Problem requirements:
In the following material, identify every line holding the string "while" and return it.

Material shown:
○ ○ ○ ○ ○ ○ ○
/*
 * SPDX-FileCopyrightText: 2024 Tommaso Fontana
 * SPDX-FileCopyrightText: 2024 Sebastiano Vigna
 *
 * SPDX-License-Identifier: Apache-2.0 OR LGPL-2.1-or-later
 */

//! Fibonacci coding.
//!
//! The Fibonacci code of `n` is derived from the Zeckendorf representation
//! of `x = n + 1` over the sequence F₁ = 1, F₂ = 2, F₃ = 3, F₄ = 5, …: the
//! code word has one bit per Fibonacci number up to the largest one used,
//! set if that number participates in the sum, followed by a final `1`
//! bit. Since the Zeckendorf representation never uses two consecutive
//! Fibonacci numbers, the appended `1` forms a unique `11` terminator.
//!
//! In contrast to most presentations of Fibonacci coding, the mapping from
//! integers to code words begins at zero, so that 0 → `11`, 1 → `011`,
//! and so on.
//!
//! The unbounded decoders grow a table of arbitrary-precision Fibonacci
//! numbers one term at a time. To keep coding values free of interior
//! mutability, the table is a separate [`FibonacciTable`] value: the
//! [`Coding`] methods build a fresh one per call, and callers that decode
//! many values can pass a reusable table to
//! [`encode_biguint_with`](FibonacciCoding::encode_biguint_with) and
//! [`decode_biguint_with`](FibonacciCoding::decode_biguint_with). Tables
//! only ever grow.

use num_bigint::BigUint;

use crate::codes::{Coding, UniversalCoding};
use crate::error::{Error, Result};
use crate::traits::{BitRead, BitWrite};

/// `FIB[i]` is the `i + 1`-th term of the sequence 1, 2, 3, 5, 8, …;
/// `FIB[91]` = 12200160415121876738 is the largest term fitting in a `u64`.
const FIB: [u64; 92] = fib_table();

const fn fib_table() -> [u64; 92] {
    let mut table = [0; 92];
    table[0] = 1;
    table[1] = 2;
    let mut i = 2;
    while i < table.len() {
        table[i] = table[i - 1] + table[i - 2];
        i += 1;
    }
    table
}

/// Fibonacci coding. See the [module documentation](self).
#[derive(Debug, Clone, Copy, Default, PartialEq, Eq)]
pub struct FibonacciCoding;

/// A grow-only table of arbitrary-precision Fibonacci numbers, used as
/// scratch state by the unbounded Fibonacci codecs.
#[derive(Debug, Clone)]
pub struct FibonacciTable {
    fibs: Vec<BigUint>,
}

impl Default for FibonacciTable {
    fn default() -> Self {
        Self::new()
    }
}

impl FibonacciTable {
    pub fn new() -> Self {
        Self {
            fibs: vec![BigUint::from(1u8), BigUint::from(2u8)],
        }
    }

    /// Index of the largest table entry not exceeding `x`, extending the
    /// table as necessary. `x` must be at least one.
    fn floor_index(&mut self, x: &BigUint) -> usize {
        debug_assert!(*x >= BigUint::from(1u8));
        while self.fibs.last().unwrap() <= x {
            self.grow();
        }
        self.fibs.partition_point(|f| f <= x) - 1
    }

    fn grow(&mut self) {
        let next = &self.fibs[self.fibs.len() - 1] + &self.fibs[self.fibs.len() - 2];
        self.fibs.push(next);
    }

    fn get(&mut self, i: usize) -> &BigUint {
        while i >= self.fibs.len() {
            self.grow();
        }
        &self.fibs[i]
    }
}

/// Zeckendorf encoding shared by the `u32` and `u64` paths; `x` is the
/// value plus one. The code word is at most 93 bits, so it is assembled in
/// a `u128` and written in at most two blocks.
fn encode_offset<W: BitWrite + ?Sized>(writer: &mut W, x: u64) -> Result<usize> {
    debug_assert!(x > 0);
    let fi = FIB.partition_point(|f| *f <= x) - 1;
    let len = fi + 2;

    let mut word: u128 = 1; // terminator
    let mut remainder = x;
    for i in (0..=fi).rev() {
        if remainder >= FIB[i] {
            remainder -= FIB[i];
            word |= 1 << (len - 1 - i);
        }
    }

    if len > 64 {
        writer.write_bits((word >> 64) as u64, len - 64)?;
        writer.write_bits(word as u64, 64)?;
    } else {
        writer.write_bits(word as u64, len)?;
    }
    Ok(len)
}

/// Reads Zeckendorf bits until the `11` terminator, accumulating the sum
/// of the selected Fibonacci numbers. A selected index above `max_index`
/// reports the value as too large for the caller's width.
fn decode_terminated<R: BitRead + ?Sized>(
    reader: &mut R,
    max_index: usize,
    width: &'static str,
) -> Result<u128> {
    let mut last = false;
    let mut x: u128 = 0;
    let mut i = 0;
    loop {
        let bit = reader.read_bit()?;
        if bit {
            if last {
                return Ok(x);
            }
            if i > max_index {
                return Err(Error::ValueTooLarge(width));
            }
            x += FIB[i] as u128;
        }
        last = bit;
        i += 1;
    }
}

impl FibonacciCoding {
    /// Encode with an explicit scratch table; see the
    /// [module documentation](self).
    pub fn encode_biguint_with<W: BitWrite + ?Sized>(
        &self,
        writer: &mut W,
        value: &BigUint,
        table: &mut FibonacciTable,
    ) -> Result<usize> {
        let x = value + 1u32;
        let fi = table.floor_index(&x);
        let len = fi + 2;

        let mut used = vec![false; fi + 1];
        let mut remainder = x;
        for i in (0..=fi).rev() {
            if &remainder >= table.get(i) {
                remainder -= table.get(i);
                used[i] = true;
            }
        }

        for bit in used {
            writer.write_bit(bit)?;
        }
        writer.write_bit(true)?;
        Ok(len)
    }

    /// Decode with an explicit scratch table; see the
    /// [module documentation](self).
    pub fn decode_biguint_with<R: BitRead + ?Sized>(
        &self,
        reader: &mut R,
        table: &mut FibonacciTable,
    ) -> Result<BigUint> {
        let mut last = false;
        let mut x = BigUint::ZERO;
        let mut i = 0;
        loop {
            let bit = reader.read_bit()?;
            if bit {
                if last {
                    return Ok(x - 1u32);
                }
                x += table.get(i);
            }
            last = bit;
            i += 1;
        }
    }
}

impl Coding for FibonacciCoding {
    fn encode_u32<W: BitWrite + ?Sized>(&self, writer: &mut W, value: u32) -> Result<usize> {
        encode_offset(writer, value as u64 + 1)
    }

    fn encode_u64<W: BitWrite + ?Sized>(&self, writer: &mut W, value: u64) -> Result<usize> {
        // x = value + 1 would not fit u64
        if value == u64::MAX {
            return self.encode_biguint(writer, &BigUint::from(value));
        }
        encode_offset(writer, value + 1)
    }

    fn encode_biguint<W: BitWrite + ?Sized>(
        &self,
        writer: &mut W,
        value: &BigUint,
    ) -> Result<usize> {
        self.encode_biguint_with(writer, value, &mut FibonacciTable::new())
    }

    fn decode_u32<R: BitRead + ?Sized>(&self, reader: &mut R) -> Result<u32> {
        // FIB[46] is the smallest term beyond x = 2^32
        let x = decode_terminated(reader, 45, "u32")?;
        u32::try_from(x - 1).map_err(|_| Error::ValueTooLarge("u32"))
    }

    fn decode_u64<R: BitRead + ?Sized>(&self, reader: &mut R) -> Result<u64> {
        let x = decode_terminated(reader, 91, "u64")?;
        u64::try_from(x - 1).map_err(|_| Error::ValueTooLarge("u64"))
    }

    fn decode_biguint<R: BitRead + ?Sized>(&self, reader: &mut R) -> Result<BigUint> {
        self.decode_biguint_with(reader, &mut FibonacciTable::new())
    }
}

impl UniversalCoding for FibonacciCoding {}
○ ○ ○ ○ ○ ○ ○
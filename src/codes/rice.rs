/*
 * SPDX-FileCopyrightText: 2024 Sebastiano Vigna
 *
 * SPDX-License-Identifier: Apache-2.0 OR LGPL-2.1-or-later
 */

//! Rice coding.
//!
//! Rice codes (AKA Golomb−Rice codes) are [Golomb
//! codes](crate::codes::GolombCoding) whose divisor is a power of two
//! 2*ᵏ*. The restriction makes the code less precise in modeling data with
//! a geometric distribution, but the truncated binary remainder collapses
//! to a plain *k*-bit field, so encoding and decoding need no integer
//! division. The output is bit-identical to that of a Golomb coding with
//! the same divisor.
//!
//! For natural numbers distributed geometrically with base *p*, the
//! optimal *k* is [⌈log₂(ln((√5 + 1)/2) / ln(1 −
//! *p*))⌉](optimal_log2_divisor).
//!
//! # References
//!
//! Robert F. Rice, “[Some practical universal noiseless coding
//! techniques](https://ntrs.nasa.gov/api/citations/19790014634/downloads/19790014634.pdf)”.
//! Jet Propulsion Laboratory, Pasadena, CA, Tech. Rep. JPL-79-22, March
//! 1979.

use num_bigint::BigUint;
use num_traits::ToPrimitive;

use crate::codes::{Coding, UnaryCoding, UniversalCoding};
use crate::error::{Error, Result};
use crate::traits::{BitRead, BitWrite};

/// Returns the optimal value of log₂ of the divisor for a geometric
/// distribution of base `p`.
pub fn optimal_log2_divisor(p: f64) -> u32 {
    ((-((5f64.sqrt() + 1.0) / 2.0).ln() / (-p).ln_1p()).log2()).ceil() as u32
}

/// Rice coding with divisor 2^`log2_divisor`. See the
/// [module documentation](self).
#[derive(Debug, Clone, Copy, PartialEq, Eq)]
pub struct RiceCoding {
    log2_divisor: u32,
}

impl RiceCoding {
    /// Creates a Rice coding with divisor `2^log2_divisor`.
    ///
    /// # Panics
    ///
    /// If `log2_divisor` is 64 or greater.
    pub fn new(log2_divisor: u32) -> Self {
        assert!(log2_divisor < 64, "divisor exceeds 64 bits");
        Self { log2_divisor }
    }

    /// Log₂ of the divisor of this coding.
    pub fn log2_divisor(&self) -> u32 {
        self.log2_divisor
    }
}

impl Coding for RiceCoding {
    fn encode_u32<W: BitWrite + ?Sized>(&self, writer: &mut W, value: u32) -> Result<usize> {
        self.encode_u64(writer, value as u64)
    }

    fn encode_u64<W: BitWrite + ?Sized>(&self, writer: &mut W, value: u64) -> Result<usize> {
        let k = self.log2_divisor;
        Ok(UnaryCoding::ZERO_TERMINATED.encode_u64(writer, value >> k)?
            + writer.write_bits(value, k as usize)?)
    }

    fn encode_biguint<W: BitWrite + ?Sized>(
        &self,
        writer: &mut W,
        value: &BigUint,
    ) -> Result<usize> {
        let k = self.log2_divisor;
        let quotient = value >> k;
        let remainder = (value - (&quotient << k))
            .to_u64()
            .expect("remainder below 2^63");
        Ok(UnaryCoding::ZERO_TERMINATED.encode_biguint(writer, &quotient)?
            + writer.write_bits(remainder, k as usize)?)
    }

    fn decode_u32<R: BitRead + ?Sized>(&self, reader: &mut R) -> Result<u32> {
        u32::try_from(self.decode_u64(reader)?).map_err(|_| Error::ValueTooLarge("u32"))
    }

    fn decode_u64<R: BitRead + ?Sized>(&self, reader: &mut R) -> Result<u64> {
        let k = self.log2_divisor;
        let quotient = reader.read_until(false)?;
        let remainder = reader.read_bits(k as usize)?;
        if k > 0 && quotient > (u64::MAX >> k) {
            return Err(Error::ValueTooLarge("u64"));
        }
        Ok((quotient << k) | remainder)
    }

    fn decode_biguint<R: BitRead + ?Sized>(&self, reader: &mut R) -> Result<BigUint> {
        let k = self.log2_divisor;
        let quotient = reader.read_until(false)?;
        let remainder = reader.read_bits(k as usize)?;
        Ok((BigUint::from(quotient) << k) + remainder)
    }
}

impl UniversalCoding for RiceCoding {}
○ ○ ○ ○ ○ ○ ○
Expected output:
    while i < table.len() {
        while self.fibs.last().unwrap() <= x {
        while i >= self.fibs.len() {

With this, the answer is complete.